Galectin-3: a novel blood test for the evaluation and management of patients with heart failure.
Rev Cardiovasc Med. 2011;12(4):200-10
Authors: McCullough PA, Olobatoke A, Vanhecke TE
Replacement of functional myocytes with crosslinked collagen as a result of tissue fibrosis is a final common pathway that is central to the progression of heart failure (HF), irrespective of etiology. In response to a variety of mechanical and neurohormonal stimuli, macrophages secrete galectin-3, which works as a paracrine and endocrine factor to stimulate additional macrophages, pericytes, myofibroblasts, and fibroblasts. The response to this signal is cellular proliferation and secretion of procollagen I. This protein is then irreversibly crosslinked to form collagen and result in cardiac fibrosis.
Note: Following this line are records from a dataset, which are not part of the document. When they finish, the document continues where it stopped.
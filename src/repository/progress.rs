//! Progress reporting for bulk index writes

use indicatif::{ProgressBar, ProgressStyle};
use std::io::IsTerminal;

/// A handle to an active progress bar
pub trait ProgressHandle: Send + Sync {
    fn inc(&self, n: u64);
    fn finish(&self);
}

/// Factory for creating progress handles
pub trait ProgressReporter: Send + Sync {
    fn start(&self, label: &str, total: u64) -> Box<dyn ProgressHandle>;
}

/// Terminal progress bars for one-shot CLI runs, hidden when stderr is not a
/// terminal
pub struct IndicatifProgress;

impl ProgressReporter for IndicatifProgress {
    fn start(&self, label: &str, total: u64) -> Box<dyn ProgressHandle> {
        if !std::io::stderr().is_terminal() {
            return Box::new(IndicatifHandle(ProgressBar::hidden()));
        }
        let pb = ProgressBar::new(total);
        pb.set_style(
            ProgressStyle::default_bar()
                .template(&format!("{{spinner:.green}} {label}: [{{bar:40.cyan/blue}}] {{pos}}/{{len}} items"))
                .unwrap_or_else(|_| ProgressStyle::default_bar())
                .progress_chars("=>-"),
        );
        Box::new(IndicatifHandle(pb))
    }
}

struct IndicatifHandle(ProgressBar);

impl ProgressHandle for IndicatifHandle {
    fn inc(&self, n: u64) {
        self.0.inc(n);
    }

    fn finish(&self) {
        self.0.finish_and_clear();
    }
}

/// Silent reporter for the server loop, tests and benchmarks
pub struct NoopProgress;

impl ProgressReporter for NoopProgress {
    fn start(&self, _label: &str, _total: u64) -> Box<dyn ProgressHandle> {
        Box::new(NoopHandle)
    }
}

struct NoopHandle;

impl ProgressHandle for NoopHandle {
    fn inc(&self, _n: u64) {}
    fn finish(&self) {}
}
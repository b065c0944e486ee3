//! Raw payload shapes as returned by the stash API
//!
//! Only fields the normalizer reads are declared; everything else in the
//! payload is ignored by serde. Missing fields default so one incomplete
//! item fails normalization instead of the whole response.

use serde::Deserialize;

#[derive(Debug, Clone, Default, Deserialize)]
#[serde(rename_all = "camelCase")]
pub struct RawItem {
    #[serde(default)]
    pub id: String,
    #[serde(default)]
    pub name: String,
    #[serde(default)]
    pub type_line: String,
    #[serde(default)]
    pub frame_type: Option<i64>,
    #[serde(default)]
    pub ilvl: u32,
    #[serde(default)]
    pub identified: Option<bool>,
    #[serde(default)]
    pub corrupted: Option<bool>,
    #[serde(default)]
    pub verified: Option<bool>,
    #[serde(default)]
    pub sockets: Vec<RawSocket>,
    #[serde(default)]
    pub properties: Vec<RawProperty>,
    #[serde(default)]
    pub icon: String,
    #[serde(default)]
    pub league: String,
    #[serde(default)]
    pub inventory_id: String,
    #[serde(default)]
    pub w: u32,
    #[serde(default)]
    pub h: u32,
    #[serde(default)]
    pub x: u32,
    #[serde(default)]
    pub y: u32,
}

#[derive(Debug, Clone, Default, Deserialize)]
pub struct RawSocket {
    pub group: u32,
    #[serde(default)]
    pub attr: Option<String>,
}

#[derive(Debug, Clone, Default, Deserialize)]
#[serde(rename_all = "camelCase")]
pub struct RawProperty {
    pub name: String,
    #[serde(default)]
    pub display_mode: i64,
    #[serde(rename = "type", default)]
    pub kind: Option<i64>,
    #[serde(default)]
    pub values: Vec<RawItemValue>,
}

/// A `[value, valueType]` pair
#[derive(Debug, Clone, Default, Deserialize)]
pub struct RawItemValue(pub String, pub i64);
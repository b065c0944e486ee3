use anyhow::{bail, Context, Result};
use serde::Deserialize;
use std::path::{Path, PathBuf};
use std::time::Duration;

use crate::client::{RateLimiter, StashLocation};

const APP_DIR: &str = "stashvision";
const SESSION_ENV: &str = "POESESSID";

#[derive(Debug, Clone, PartialEq, Eq, Deserialize)]
#[serde(default, deny_unknown_fields)]
pub struct RateLimitConfig {
    pub requests_per_minute: u32,
    pub burst: u32,
}

impl Default for RateLimitConfig {
    fn default() -> Self {
        Self { requests_per_minute: 6, burst: 3 }
    }
}

#[derive(Debug, Clone, PartialEq, Eq, Deserialize)]
#[serde(default, deny_unknown_fields)]
pub struct Config {
    /// Value of the POESESSID cookie
    pub session_id: Option<String>,
    pub account_name: Option<String>,
    pub league: String,
    pub realm: String,
    pub tab_index: u32,
    pub poll_interval_secs: u64,
    pub index_path: Option<PathBuf>,
    pub rate_limit: RateLimitConfig,
}

impl Default for Config {
    fn default() -> Self {
        Self {
            session_id: None,
            account_name: None,
            league: "Standard".to_string(),
            realm: "pc".to_string(),
            tab_index: 0,
            poll_interval_secs: 10,
            index_path: None,
            rate_limit: RateLimitConfig::default(),
        }
    }
}

impl Config {
    /// `<config_dir>/stashvision/config.toml`
    pub fn default_path() -> Option<PathBuf> {
        dirs::config_dir().map(|dir| dir.join(APP_DIR).join("config.toml"))
    }

    /// Load from `path`, or from the default location when it exists.
    /// Environment overrides are applied on top.
    pub fn load(path: Option<&Path>) -> Result<Self> {
        let config = match path {
            Some(path) => Self::from_file(path)?,
            None => match Self::default_path() {
                Some(path) if path.exists() => Self::from_file(&path)?,
                _ => Self::default(),
            },
        };
        Ok(config.with_env(|key| std::env::var(key).ok()))
    }

    pub fn from_file(path: &Path) -> Result<Self> {
        let data = std::fs::read_to_string(path)
            .with_context(|| format!("Failed to read config {}", path.display()))?;
        Self::from_toml(&data).with_context(|| format!("Invalid config {}", path.display()))
    }

    pub fn from_toml(data: &str) -> Result<Self> {
        Ok(toml::from_str(data)?)
    }

    /// Apply environment overrides looked up through `var`
    pub fn with_env(mut self, var: impl Fn(&str) -> Option<String>) -> Self {
        if let Some(session) = var(SESSION_ENV).filter(|s| !s.is_empty()) {
            self.session_id = Some(session);
        }
        self
    }

    /// Configured index path, or `<cache_dir>/stashvision/stash.db`
    pub fn index_path(&self) -> Result<PathBuf> {
        if let Some(path) = &self.index_path {
            return Ok(path.clone());
        }
        let cache = dirs::cache_dir().context("No cache directory on this platform")?;
        Ok(cache.join(APP_DIR).join("stash.db"))
    }

    pub fn poll_interval(&self) -> Duration {
        Duration::from_secs(self.poll_interval_secs.max(1))
    }

    pub fn session_id(&self) -> Result<&str> {
        match self.session_id.as_deref() {
            Some(session) => Ok(session),
            None => bail!("Missing session id: set session_id in the config or {SESSION_ENV}"),
        }
    }

    pub fn stash_location(&self) -> Result<StashLocation> {
        let Some(account_name) = self.account_name.clone() else {
            bail!("Missing account_name in the config");
        };
        Ok(StashLocation {
            account_name,
            league: self.league.clone(),
            realm: self.realm.clone(),
        })
    }

    pub fn rate_limiter(&self) -> RateLimiter {
        RateLimiter::new(self.rate_limit.requests_per_minute, self.rate_limit.burst)
    }
}
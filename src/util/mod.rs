mod format;

pub use format::{format_positions, format_totals, RewardTotals};
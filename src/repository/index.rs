//! Item index trait
//!
//! Decouples ingestion and recipe scanning from the storage backend.

use anyhow::Result;

use crate::model::CanonicalItem;

use super::filter::{Field, ItemFilter};
use super::progress::ProgressReporter;

/// Queryable store of canonical items keyed by item id
#[allow(async_fn_in_trait)]
pub trait ItemIndex {
    /// Upsert items by id
    async fn store_items(&self, items: &[CanonicalItem], progress: &dyn ProgressReporter) -> Result<()>;

    async fn get_item(&self, id: &str) -> Result<Option<CanonicalItem>>;

    /// Items matching `filter` in ascending (x, y) order
    async fn query(&self, filter: &ItemFilter, limit: Option<usize>) -> Result<Vec<CanonicalItem>>;

    /// Remove every item matching `filter`, returns the number removed
    async fn delete_matching(&self, filter: &ItemFilter) -> Result<u64>;

    /// Unix time in seconds of the last `replace_tab` for this tab
    async fn last_synced(&self, tab_index: u32) -> Result<Option<u64>>;

    /// Replace the contents of one tab.
    ///
    /// Default implementation is NOT atomic: a reader may observe the tab
    /// empty between the delete and the store. Database-backed indexes should
    /// override this to do it in one transaction.
    async fn replace_tab(
        &self,
        tab_index: u32,
        items: &[CanonicalItem],
        progress: &dyn ProgressReporter,
    ) -> Result<()> {
        self.delete_matching(&ItemFilter::eq(Field::TabIndex, tab_index)).await?;
        self.store_items(items, progress).await
    }
}
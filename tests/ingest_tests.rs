// Ingestion integration tests
// Feeds canned stash payloads through the ingestor into an in-memory index

mod common;

use std::sync::atomic::{AtomicUsize, Ordering};
use std::sync::{Arc, Mutex};
use std::time::Duration;

use anyhow::anyhow;
use stashvision::client::ApiError;
use stashvision::ingest::{run_server, IngestError, IngestReport, Ingestor, StashSource};
use stashvision::model::{CanonicalItem, ItemClass};
use stashvision::normalize::RawItem;
use stashvision::repository::{Field, ItemFilter, ItemIndex, NoopProgress, ProgressReporter};
use tokio::sync::Notify;

/// Returns queued responses in order, then repeats the last one
struct FakeSource {
    responses: Mutex<Vec<Result<Vec<RawItem>, ApiError>>>,
    calls: AtomicUsize,
    done: Arc<Notify>,
    notify_after: usize,
}

impl FakeSource {
    fn new(responses: Vec<Result<Vec<RawItem>, ApiError>>) -> Self {
        let notify_after = responses.len();
        Self {
            responses: Mutex::new(responses),
            calls: AtomicUsize::new(0),
            done: Arc::new(Notify::new()),
            notify_after,
        }
    }

    fn calls(&self) -> usize {
        self.calls.load(Ordering::SeqCst)
    }
}

impl StashSource for FakeSource {
    async fn fetch_tab(&self, _tab_index: u32) -> Result<Vec<RawItem>, ApiError> {
        let calls = self.calls.fetch_add(1, Ordering::SeqCst) + 1;
        if calls >= self.notify_after {
            self.done.notify_one();
        }
        let mut responses = self.responses.lock().unwrap();
        if responses.len() > 1 {
            responses.remove(0)
        } else {
            responses[0].clone()
        }
    }
}

/// Index whose writes always fail
struct BrokenIndex;

impl ItemIndex for BrokenIndex {
    async fn store_items(&self, _items: &[CanonicalItem], _progress: &dyn ProgressReporter) -> anyhow::Result<()> {
        Err(anyhow!("disk full"))
    }

    async fn get_item(&self, _id: &str) -> anyhow::Result<Option<CanonicalItem>> {
        Ok(None)
    }

    async fn query(&self, _filter: &ItemFilter, _limit: Option<usize>) -> anyhow::Result<Vec<CanonicalItem>> {
        Ok(Vec::new())
    }

    async fn delete_matching(&self, _filter: &ItemFilter) -> anyhow::Result<u64> {
        Err(anyhow!("disk full"))
    }

    async fn last_synced(&self, _tab_index: u32) -> anyhow::Result<Option<u64>> {
        Ok(None)
    }
}

fn stash_tab() -> Vec<RawItem> {
    vec![
        common::raw_item("helm", "Superior Hubris Circlet", 2, 70, 0),
        common::raw_item("ring", "Two-Stone Ring", 2, 68, 2),
        common::raw_item("map", "Strand Map", 0, 70, 4),
        common::raw_item("bad-frame", "Leather Belt", 42, 70, 5),
    ]
}

#[tokio::test]
async fn test_ingest_tab_normalizes_and_indexes() {
    let db = common::create_test_db().await;
    let source = FakeSource::new(vec![Ok(stash_tab())]);

    assert_eq!(db.last_synced(2).await.unwrap(), None);
    let report = Ingestor::new(&source, &db, 2).ingest_tab(&NoopProgress).await.unwrap();
    assert_eq!(report, IngestReport { fetched: 4, indexed: 2, skipped: 2 });
    assert!(db.last_synced(2).await.unwrap().is_some());

    let helm = db.get_item("helm").await.unwrap().unwrap();
    assert_eq!(helm.class, ItemClass::Helmet);
    assert_eq!(helm.tab_index, 2);
    assert_eq!(helm.type_line, "Superior Hubris Circlet");
}

#[tokio::test]
async fn test_reingest_replaces_the_tab() {
    let db = common::create_test_db().await;
    let other_tab = common::in_tab(common::armour_set("other", 70, 0), 5);
    db.store_items(&other_tab, &NoopProgress).await.unwrap();

    let source = FakeSource::new(vec![
        Ok(stash_tab()),
        Ok(vec![common::raw_item("boots", "Bronzescale Boots", 2, 75, 1)]),
    ]);
    let ingestor = Ingestor::new(&source, &db, 2);
    ingestor.ingest_tab(&NoopProgress).await.unwrap();
    ingestor.ingest_tab(&NoopProgress).await.unwrap();

    let tab = db.query(&ItemFilter::eq(Field::TabIndex, 2u32), None).await.unwrap();
    let ids: Vec<_> = tab.iter().map(|i| i.id.as_str()).collect();
    assert_eq!(ids, vec!["boots"]);
    assert_eq!(db.query(&ItemFilter::eq(Field::TabIndex, 5u32), None).await.unwrap().len(), 8);
}

#[tokio::test]
async fn test_api_error_leaves_index_untouched() {
    let db = common::create_test_db().await;
    let source = FakeSource::new(vec![Ok(stash_tab()), Err(ApiError::SessionInvalid("expired".into()))]);
    let ingestor = Ingestor::new(&source, &db, 0);

    ingestor.ingest_tab(&NoopProgress).await.unwrap();
    let err = ingestor.ingest_tab(&NoopProgress).await.unwrap_err();
    assert!(matches!(err, IngestError::Api(ApiError::SessionInvalid(_))));
    assert_eq!(db.count_items().await.unwrap(), 2);
}

#[tokio::test]
async fn test_server_survives_api_errors() {
    let db = common::create_test_db().await;
    let source = FakeSource::new(vec![
        Err(ApiError::RateLimited),
        Err(ApiError::Transient("connection reset".into())),
        Ok(stash_tab()),
    ]);
    let done = source.done.clone();
    let ingestor = Ingestor::new(&source, &db, 0);

    run_server(&ingestor, Duration::from_millis(5), &NoopProgress, async move { done.notified().await })
        .await
        .unwrap();

    assert!(source.calls() >= 3);
    assert_eq!(db.count_items().await.unwrap(), 2);
}

#[tokio::test]
async fn test_server_stops_on_index_error() {
    let source = FakeSource::new(vec![Ok(stash_tab())]);
    let ingestor = Ingestor::new(&source, &BrokenIndex, 0);

    let result = tokio::time::timeout(
        Duration::from_secs(5),
        run_server(&ingestor, Duration::from_millis(5), &NoopProgress, std::future::pending()),
    )
    .await
    .expect("server loop should end on its own");
    assert!(result.is_err());
    assert_eq!(source.calls(), 1);
}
With a commercially available assay, galectin-3 can now be measured in blood and has been found to aid in the prognosis of both systolic and nonsystolic HF. Measurement of galectin-3 before hospital discharge, on outpatient evaluation for suspected HF, and approximately twice per year for those with stable symptoms is supported by the evidence available at this time. Levels > 25.9 ng/mL, independent of symptoms, clinical findings, and other laboratory measures, predict a patient who is likely to have rapid progression of HF, resulting in hospitalization and death. In addition, a doubling in galectin-3 level over the course of 6 months, irrespective of baseline value, identifies a high-risk patient in whom additional care management efforts and advanced therapies could be warranted.